Acupuncture for disc disease
This abstract, published on the Journal of the American Veterinary Medical Association
September 15, 2007, Vol. 231, No. 6, Pages 913-918 , shows the efficacy of Acupuncture for treating intervertebral disk disease:
Evaluation of acupuncture treatment for thoracolumbar intervertebral disk disease in dogs
Ayne Murata Hayashi, DVM, MSc, Julia Maria Matera, DVM, PhD, Ana Carolina Brandão de Campos Fonseca Pinto, DVM, PhD
Department of Surgery, School of Veterinary Medicine, University of São Paulo, São Paulo-SP, Brazil 05508-900. (Hayashi, Matera, de Campos Fonseca Pinto)
Supported by Coordenação de Aperfeiçoamento de Pessoal de Nível Superior (CAPES).

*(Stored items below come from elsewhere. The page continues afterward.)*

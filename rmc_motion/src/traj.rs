//! The blended trajectory queue.
//!
//! A bounded FIFO of motion segments with look-ahead velocity
//! planning. Planning assigns each segment an exit velocity: the
//! termination condition and corner geometry bound it from above, a
//! backward pass caps it by what the successor chain can shed, and a
//! forward pass caps it by what acceleration can build. Velocities
//! only ever decrease across passes, so the iteration reaches a fixed
//! point in at most queue-length rounds.
//!
//! Per servo tick the head segment advances by a velocity-profiled
//! `Δs`, scaled by the feed/spindle/adaptive/hold multipliers its
//! enables mask admits, or driven by spindle revolutions when the
//! segment is spindle-synced. Probe segments watch the probe input
//! and abort the queue on a trip; rigid taps reverse at the endpoint
//! and complete back at their start.

use std::collections::VecDeque;

use rmc_common::motion_cmd::{
    MotionType, SegmentEnables, SyncAoutArgs, SyncDoutArgs, TermCond,
};
use rmc_common::pose::{Cart, Pose};

use crate::error::CommandReject;
use crate::segment::{MotionSegment, SegGeom, TapPhase, ZERO_LENGTH};

/// Queue capacity (segments). Preallocated; the queue never grows.
pub const TRAJ_QUEUE_CAP: usize = 64;

/// Velocity below which the path is considered at rest.
const REST_VEL: f64 = 1e-7;

/// Inputs sampled by the servo loop for one trajectory tick.
#[derive(Debug, Clone, Copy)]
pub struct TrajInputs {
    pub feed_scale: f64,
    pub spindle_scale: f64,
    /// 0..1 from the adaptive-feed input.
    pub adaptive_feed: f64,
    pub feed_hold: bool,
    pub probe_input: bool,
    /// Accumulated spindle revolutions.
    pub spindle_revs: f64,
    /// Global enables toggled by operator commands.
    pub fs_enabled: bool,
    pub ss_enabled: bool,
    pub fh_enabled: bool,
    pub af_enabled: bool,
}

impl Default for TrajInputs {
    fn default() -> Self {
        Self {
            feed_scale: 1.0,
            spindle_scale: 1.0,
            adaptive_feed: 1.0,
            feed_hold: false,
            probe_input: false,
            spindle_revs: 0.0,
            fs_enabled: true,
            ss_enabled: true,
            fh_enabled: true,
            af_enabled: true,
        }
    }
}

/// Side effects of one trajectory tick.
#[derive(Debug, Default)]
pub struct TrajOutputs {
    pub douts: heapless::Vec<(u8, bool), 8>,
    pub aouts: heapless::Vec<(u8, f64), 8>,
    /// Rigid tap reached bottom: command the spindle to reverse.
    pub spindle_reverse: bool,
}

/// Planner-level status, folded into the servo snapshot.
#[derive(Debug, Clone, Copy, Default)]
pub struct TrajStatus {
    pub depth: u16,
    pub active_id: i32,
    pub current_vel: f64,
    pub dtg: f64,
    pub paused: bool,
    pub queue_full: bool,
    pub probing: bool,
    pub probe_tripped: bool,
    pub probed_pos: Pose,
}

/// Runtime feed multiplier for a segment under the current inputs
/// and global enables.
fn runtime_scale(enables: SegmentEnables, inputs: &TrajInputs) -> f64 {
    let mut scale = 1.0;
    if inputs.fs_enabled && enables.contains(SegmentEnables::FEED_OVERRIDE) {
        scale *= inputs.feed_scale.max(0.0);
    }
    if inputs.af_enabled && enables.contains(SegmentEnables::ADAPTIVE_FEED) {
        scale *= inputs.adaptive_feed.clamp(0.0, 1.0);
    }
    if inputs.fh_enabled && enables.contains(SegmentEnables::FEED_HOLD) && inputs.feed_hold {
        scale = 0.0;
    }
    scale
}

/// The queue itself.
pub struct TrajQueue {
    queue: VecDeque<MotionSegment>,
    /// Where the next appended segment starts.
    end_pose: Pose,
    /// Commanded pose as of the last tick.
    current_pose: Pose,
    current_vel: f64,

    /// Global caps.
    vmax: f64,
    amax: f64,

    /// Termination state applied to subsequent appends.
    term: TermCond,
    tolerance: f64,

    /// Spindle-sync state applied to subsequent appends.
    sync_feed_per_rev: f64,
    pub sync_wait_index: bool,
    last_revs: f64,
    revs_primed: bool,

    /// Outputs staged for the next appended segment.
    pending_start_douts: heapless::Vec<(u8, bool), 4>,
    pending_end_douts: heapless::Vec<(u8, bool), 4>,
    pending_start_aouts: heapless::Vec<(u8, f64), 2>,
    pending_end_aouts: heapless::Vec<(u8, f64), 2>,

    paused: bool,
    stepping: bool,
    step_id: i32,
    aborting: bool,

    probe_tripped: bool,
    probed_pos: Pose,
}
//! The task domain: the command/status state machine that sequences
//! operator and interpreter commands against motion and I/O state.
//!
//! [`fsm::TaskFsm`] is the gate: every operator command is accepted,
//! queued, or rejected according to the machine state, mode, and
//! interpreter state. [`interp::CanonAdapter`] translates canonical
//! machining calls into channel commands tagged with source line ids,
//! and [`interp_list::InterpList`] is the bounded queue between the
//! two.

pub mod fsm;
pub mod interp;
pub mod interp_list;

pub use fsm::{Disposition, OperatorCmd, TaskFsm};
pub use interp::{CanonAdapter, Interpreter, PlanReadResult};
pub use interp_list::{InterpList, TaskItem, TaskOp};
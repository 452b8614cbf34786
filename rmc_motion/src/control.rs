//! The servo-period motion controller.
//!
//! One [`MotionLoop::tick`] per servo period, in a fixed order: drain
//! the command channel, take the I/O snapshot, police limits and the
//! enable chain, dispatch on motion mode, run per-joint policy
//! (soft limits, backlash, compensation, following error), feed the
//! step ring with DDS adders and the ±1-step error nudge, and publish
//! the status snapshot. The loop owns every joint and the trajectory
//! queue; nothing else writes them.

use std::sync::Arc;

use tracing::info;

use rmc_channel::{CommandReader, StatusWriter};
use rmc_common::error::OperatorMsgRing;
use rmc_common::motion_cmd::MotionCommand;
use rmc_common::motion_status::{JointFlags, MotionFlags, MotionStatus};
use rmc_common::pose::{Pose, MAX_JOINTS};
use rmc_common::task_state::MotionMode;
use rmc_stepgen::fiq::PHASE_STEP;
use rmc_stepgen::ring::{RingProducer, StepSegment};
use rmc_stepgen::FiqShared;

use crate::cubic::CubicInterp;
use crate::error::MotionErrorKind;
use crate::homing::{self, HomeInputs, HomingSequencer};
use crate::joint::Joint;
use crate::kinematics::Kinematics;
use crate::traj::{TrajInputs, TrajOutputs, TrajQueue};

/// Per-joint digital inputs sampled for one tick.
#[derive(Debug, Clone, Copy, Default)]
pub struct JointIo {
    pub pos_limit: bool,
    pub neg_limit: bool,
    pub home_switch: bool,
    pub amp_fault: bool,
}

/// Everything the servo loop reads from the outside world each tick.
#[derive(Debug, Clone, Copy)]
pub struct IoInputs {
    pub joints: [JointIo; MAX_JOINTS],
    pub probe: bool,
    /// Scanner-sync input mirrored into axis 0 step segments.
    pub scan_sync: bool,
    /// 0..1 from the adaptive-feed input.
    pub adaptive_feed: f64,
    pub feed_hold: bool,
    /// External enable chain; dropping it disables motion.
    pub enable: bool,
    /// Accumulated spindle revolutions.
    pub spindle_revs: f64,
    /// Measured spindle speed [rev/s].
    pub spindle_speed_in: f64,
}

impl Default for IoInputs {
    fn default() -> Self {
        Self {
            joints: [JointIo::default(); MAX_JOINTS],
            probe: false,
            scan_sync: false,
            adaptive_feed: 1.0,
            feed_hold: false,
            enable: true,
            spindle_revs: 0.0,
            spindle_speed_in: 0.0,
        }
    }
}

/// How motor feedback is produced.
#[derive(Debug, Clone, Copy, PartialEq, Eq)]
pub enum FeedbackMode {
    /// Open-loop step/dir: feedback echoes the motor command (the
    /// step counters close the loop separately, in step space).
    Echo,
    /// Feedback is supplied externally (tests, future encoders).
    External,
}

/// Spindle command state.
#[derive(Debug, Clone, Default)]
pub(crate) struct SpindleCtl {
    pub speed: f64,
    pub css_factor: f64,
    pub x_offset: f64,
    pub enabled: bool,
    pub brake: bool,
    /// +1 forward, −1 reverse, 0 stopped.
    pub direction: i8,
}

/// Speed step for spindle increase/decrease commands [rev/s].
pub(crate) const SPINDLE_SPEED_STEP: f64 = 1.0;

pub struct MotionLoop {
    pub(crate) joints: Vec<Joint>,
    pub(crate) num_joints: usize,
    pub(crate) traj: TrajQueue,
    cubics: Vec<CubicInterp>,
    pub(crate) kins: Box<dyn Kinematics>,
    pub(crate) mode: MotionMode,
    pub(crate) enabled: bool,
    pub(crate) motion_error: bool,
    pub(crate) error_kind: Option<MotionErrorKind>,

    pub(crate) feed_scale: f64,
    pub(crate) spindle_scale: f64,
    pub(crate) fs_enabled: bool,
    pub(crate) ss_enabled: bool,
    pub(crate) fh_enabled: bool,
    pub(crate) af_enabled: bool,

    pub(crate) limit_override: bool,
    /// A joint may mirror another joint's command: a second motor on
    /// a shared axis.
    slave_of: [Option<usize>; MAX_JOINTS],
    pub(crate) teleop_vel: Pose,
    pub(crate) world_home: Pose,
    pub(crate) seq: HomingSequencer,
    pub(crate) feedback_mode: FeedbackMode,
    pub(crate) watchdog_enabled: bool,

    pub(crate) spindle: SpindleCtl,
    pub(crate) vel_default: f64,

    cmd_rx: CommandReader<MotionCommand>,
    status_tx: StatusWriter<MotionStatus>,
    ring: Option<RingProducer>,
    fiq: Option<Arc<FiqShared>>,

    // Step-space bookkeeping per joint.
    cmd_steps: [i64; MAX_JOINTS],
    fb_delay: [u32; MAX_JOINTS],
    pos_err_old: [i32; MAX_JOINTS],

    servo_period: f64,
    traj_period: f64,
    /// Servo ticks per trajectory tick.
    interp_rate: u32,
    traj_phase: u32,
    heartbeat: u64,
    underruns: u32,
    /// Ring was full last tick; trajectory advance is held.
    waiting_for_buffer: bool,

    pub(crate) ops: OperatorMsgRing,
    pub(crate) outputs: TrajOutputs,
}
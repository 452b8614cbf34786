//! The I/O controller: everything on the machine that is not a
//! coordinated axis. Tool carousel and offsets, coolant, lube, and
//! the auxiliary estop chain, driven over its own command/status
//! channel at the task cycle rate.

pub mod control;
pub mod tooltable;

pub use control::IoController;
pub use tooltable::{ToolEntry, ToolTable};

Presented as an abstract at 7th Brazilian College of Veterinary Surgery and Anaesthesiology Congress, Santos, Brazil, September 2006.

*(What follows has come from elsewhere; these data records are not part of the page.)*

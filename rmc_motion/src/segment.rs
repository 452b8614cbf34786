//! Motion segment geometry.
//!
//! A segment knows its endpoints, its length, and how to map progress
//! along its path to a pose. Lines parameterize by Euclidean
//! displacement (falling back to rotary displacement for pure-rotary
//! moves); arcs parameterize by planar arc length with the normal
//! component and rotary axes interpolated linearly in progress.

use rmc_common::motion_cmd::{MotionType, SegmentEnables, TermCond};
use rmc_common::pose::{Cart, Pose};

/// Lengths below this are treated as zero (consumed in place).
pub const ZERO_LENGTH: f64 = 1e-9;

/// Arc geometry, precomputed at enqueue time.
#[derive(Debug, Clone, Copy)]
pub struct ArcGeom {
    center: Cart,
    /// In-plane basis: `u` points at the start, `v = w × u`.
    u: Cart,
    v: Cart,
    /// Unit normal.
    w: Cart,
    radius: f64,
    /// Total swept angle, always positive; `cw` flips the direction.
    angle: f64,
    cw: bool,
    /// Start offset and total travel along the normal (helix).
    base_w: f64,
    helix: f64,
}

impl ArcGeom {
    /// Build from endpoints, center, plane normal, and turn count.
    /// `turn` counts full revolutions; its sign selects direction
    /// (positive = counterclockwise about the normal). Returns `None`
    /// for degenerate geometry (zero radius or unusable normal).
    pub fn new(start: &Pose, end: &Pose, center: Cart, normal: Cart, turn: i32) -> Option<Self> {
        let w = normal.unit().unwrap_or(Cart::new(0.0, 0.0, 1.0));
        let s = Cart::new(start.x, start.y, start.z).sub(&center);
        let e = Cart::new(end.x, end.y, end.z).sub(&center);

        let base_w = s.dot(&w);
        let helix = e.dot(&w) - base_w;

        let s_proj = s.sub(&w.scale(base_w));
        let radius = s_proj.norm();
        if radius < ZERO_LENGTH {
            return None;
        }
        let u = s_proj.unit()?;
        let v = w.cross(&u);

        let e_proj = e.sub(&w.scale(e.dot(&w)));
        // Angle of the endpoint in the (u, v) frame, (−π, π].
        let end_angle = e_proj.dot(&v).atan2(e_proj.dot(&u));

        let cw = turn < 0;
        let extra = (turn.unsigned_abs().max(1) - 1) as f64;
        // Base sweep in (0, 2π]: a full circle, not a no-op, when the
        // endpoints coincide.
        let base = if cw {
            let a = -end_angle;
            if a <= ZERO_LENGTH {
                a + core::f64::consts::TAU
            } else {
                a
            }
        } else if end_angle <= ZERO_LENGTH {
            end_angle + core::f64::consts::TAU
        } else {
            end_angle
        };
        let angle = base + extra * core::f64::consts::TAU;

        Some(Self {
            center,
            u,
            v,
            w,
            radius,
            angle,
            cw,
            base_w,
            helix,
        })
    }

    /// Planar arc length plus the helical component.
    pub fn length(&self) -> f64 {
        let planar = self.radius * self.angle;
        (planar * planar + self.helix * self.helix).sqrt()
    }

    /// Cartesian point at `frac` of the sweep.
    pub fn point_at(&self, frac: f64) -> Cart {
        let theta = if self.cw {
            -self.angle * frac
        } else {
            self.angle * frac
        };
        let radial = self
            .u
            .scale(self.radius * theta.cos())
            .add(&self.v.scale(self.radius * theta.sin()));
        self.center
            .add(&radial)
            .add(&self.w.scale(self.base_w + self.helix * frac))
    }

    /// Unit tangent at `frac` (xyz only).
    pub fn tangent_at(&self, frac: f64) -> Cart {
        let theta = if self.cw {
            -self.angle * frac
        } else {
            self.angle * frac
        };
        let sign = if self.cw { -1.0 } else { 1.0 };
        let planar = self
            .u
            .scale(-theta.sin())
            .add(&self.v.scale(theta.cos()))
            .scale(sign * self.radius * self.angle);
        planar
            .add(&self.w.scale(self.helix))
            .unit()
            .unwrap_or(Cart::new(0.0, 0.0, 0.0))
    }

    pub fn sweep(&self) -> f64 {
        self.angle
    }
}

Address correspondence to Dr. Hayashi.
Objective—To evaluate use of acupuncture combined with standard Western medical treatment versus Western medical treatment alone for treatment of thoracolumbar intervertebral disk disease in dogs.
Design—Prospective controlled study.
Animals—50 dogs with signs of thoracolumbar intervertebral disk disease.

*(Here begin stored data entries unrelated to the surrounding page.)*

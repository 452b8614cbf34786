//! G-code persistent parameter file.
//!
//! Flat ASCII `index value` pairs, one per line. Read once at init,
//! written back on clean shutdown. The well-known index ranges:
//! 5161–5169 the G28 home, 5181–5189 the G30 home, 5211–5219 the G92
//! offset, and 5221–5390 the nine work coordinate systems in groups
//! of twenty (G54 at 5221).

use std::collections::BTreeMap;
use std::fs;
use std::io::Write;
use std::path::Path;

use crate::error::CommonError;
use crate::pose::{Pose, MAX_JOINTS};

pub const G28_BASE: u32 = 5161;
pub const G30_BASE: u32 = 5181;
pub const G92_BASE: u32 = 5211;
/// G54 pose base; systems step by 20 (G55 at 5241, … G59.3 at 5381).
pub const COORD_SYSTEM_BASE: u32 = 5221;
pub const COORD_SYSTEM_STRIDE: u32 = 20;
pub const COORD_SYSTEM_COUNT: u32 = 9;

/// In-memory parameter store.
#[derive(Debug, Clone, Default)]
pub struct ParamFile {
    values: BTreeMap<u32, f64>,
}

impl ParamFile {
    pub fn new() -> Self {
        Self::default()
    }

    /// Load from disk. A missing file is an empty store, not an error;
    /// a malformed line is.
    pub fn load(path: &Path) -> Result<Self, CommonError> {
        let mut values = BTreeMap::new();
        let text = match fs::read_to_string(path) {
            Ok(text) => text,
            Err(e) if e.kind() == std::io::ErrorKind::NotFound => {
                return Ok(Self { values });
            }
            Err(e) => return Err(CommonError::Io(e)),
        };
        for (lineno, raw) in text.lines().enumerate() {
            let line = raw.trim();
            if line.is_empty() {
                continue;
            }
            let mut fields = line.split_whitespace();
            let (Some(idx), Some(val)) = (fields.next(), fields.next()) else {
                return Err(CommonError::Config(format!(
                    "{}:{}: expected 'index value'",
                    path.display(),
                    lineno + 1
                )));
            };
            let idx: u32 = idx.parse().map_err(|_| {
                CommonError::Config(format!(
                    "{}:{}: bad parameter index '{idx}'",
                    path.display(),
                    lineno + 1
                ))
            })?;
            let val: f64 = val.parse().map_err(|_| {
                CommonError::Config(format!(
                    "{}:{}: bad parameter value '{val}'",
                    path.display(),
                    lineno + 1
                ))
            })?;
            values.insert(idx, val);
        }
        Ok(Self { values })
    }

    /// Write all parameters back, sorted by index.
    pub fn save(&self, path: &Path) -> Result<(), CommonError> {
        let mut out = fs::File::create(path)?;
        for (idx, val) in &self.values {
            writeln!(out, "{idx}\t{val:.6}")?;
        }
        Ok(())
    }

    #[inline]
    pub fn get(&self, index: u32) -> f64 {
        self.values.get(&index).copied().unwrap_or(0.0)
    }

    #[inline]
    pub fn set(&mut self, index: u32, value: f64) {
        self.values.insert(index, value);
    }

    /// Read nine consecutive parameters as a pose.
    pub fn pose_at(&self, base: u32) -> Pose {
        let mut p = Pose::ZERO;
        for i in 0..MAX_JOINTS as u32 {
            p.set(i as usize, self.get(base + i));
        }
        p
    }

    /// Store a pose into nine consecutive parameters.
    pub fn set_pose_at(&mut self, base: u32, pose: &Pose) {
        for i in 0..MAX_JOINTS as u32 {
            self.set(base + i, pose.get(i as usize));
        }
    }

    pub fn g28_home(&self) -> Pose {
        self.pose_at(G28_BASE)
    }

    pub fn g30_home(&self) -> Pose {
        self.pose_at(G30_BASE)
    }

    pub fn g92_offset(&self) -> Pose {
        self.pose_at(G92_BASE)
    }

    /// Work coordinate system origin, `system` in 0..9 (0 = G54).
    pub fn coord_system(&self, system: u32) -> Option<Pose> {
        if system >= COORD_SYSTEM_COUNT {
            return None;
        }
        Some(self.pose_at(COORD_SYSTEM_BASE + system * COORD_SYSTEM_STRIDE))
    }

    pub fn set_coord_system(&mut self, system: u32, pose: &Pose) -> bool {
        if system >= COORD_SYSTEM_COUNT {
            return false;
        }
        self.set_pose_at(COORD_SYSTEM_BASE + system * COORD_SYSTEM_STRIDE, pose);
        true
    }

    pub fn len(&self) -> usize {
        self.values.len()
    }

    pub fn is_empty(&self) -> bool {
        self.values.is_empty()
    }
}

#[cfg(test)]
mod tests {
    use super::*;
    use tempfile::tempdir;

    #[test]
    fn load_save_roundtrip() {
        let dir = tempdir().unwrap();
        let path = dir.path().join("rmc.var");

        let mut params = ParamFile::new();
        params.set(5161, 1.5);
        params.set(5162, -2.25);
        params.set(5220, 1.0);
        params.save(&path).unwrap();

        let loaded = ParamFile::load(&path).unwrap();
        assert_eq!(loaded.get(5161), 1.5);
        assert_eq!(loaded.get(5162), -2.25);
        assert_eq!(loaded.get(5163), 0.0);
    }

    #[test]
    fn missing_file_is_empty() {
        let dir = tempdir().unwrap();
        let params = ParamFile::load(&dir.path().join("nope.var")).unwrap();
        assert!(params.is_empty());
    }

    #[test]
    fn malformed_line_is_an_error() {
        let dir = tempdir().unwrap();
        let path = dir.path().join("bad.var");
        std::fs::write(&path, "5161 1.0\nnot-a-param\n").unwrap();
        assert!(ParamFile::load(&path).is_err());
    }

    #[test]
    fn pose_ranges() {
        let mut params = ParamFile::new();
        let home = Pose {
            x: 10.0,
            z: -5.0,
            ..Pose::ZERO
        };
        params.set_pose_at(G28_BASE, &home);
        assert_eq!(params.g28_home(), home);
        assert_eq!(params.g30_home(), Pose::ZERO);
    }

    #[test]
    fn coord_systems_step_by_twenty() {
        let mut params = ParamFile::new();
        let g55 = Pose {
            y: 7.0,
            ..Pose::ZERO
        };
        assert!(params.set_coord_system(1, &g55));
        assert_eq!(params.get(COORD_SYSTEM_BASE + COORD_SYSTEM_STRIDE + 1), 7.0);
        assert_eq!(params.coord_system(1).unwrap(), g55);
        assert!(params.coord_system(9).is_none());
        assert!(!params.set_coord_system(9, &g55));
    }
}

Procedures—Dogs were randomly allocated to 1 of 2 treatment groups and classified as having grade 1 to 5 neurologic dysfunction. Dogs in group 1 received electroacupuncture stimulation combined with standard Western medical treatment; those in group 2 received only standard Western medical treatment. A numeric score for neurologic function was evaluated at 4 time points to evaluate effects of treatments.
Results—Time (mean ± SD) to recover ambulation in dogs with grade 3 and 4 dysfunction in group 1 (10.10 ± 6.49 days) was significantly lower than in group 2 (20.83 ± 11.99 days). Success (able to walk without assistance) rate for dogs with grade 3 and 4 dysfunction in group 1 (10/10 dogs) was significantly higher than that of similarly affected dogs in group 2 (6/9 dogs). Dogs without deep pain perception (grade 5 dysfunction) had a success (recovery of pain sensation) rate of 3 of 6 and 1 of 8 in groups 1 and 2, respectively, but the difference was not significant. Overall success rate (all dysfunction grades) for group 1 (23/26; 88.5%) was significantly higher than for group 2 (14/24; 58.3%).
Conclusions and Clinical Relevance—acupuncture combined with standard Western medical treatment was effective and resulted in shorter time to recover ambulation and deep pain perception than did use of Western treatment alone in dogs with signs of thoracolumbar intervertebral disk disease.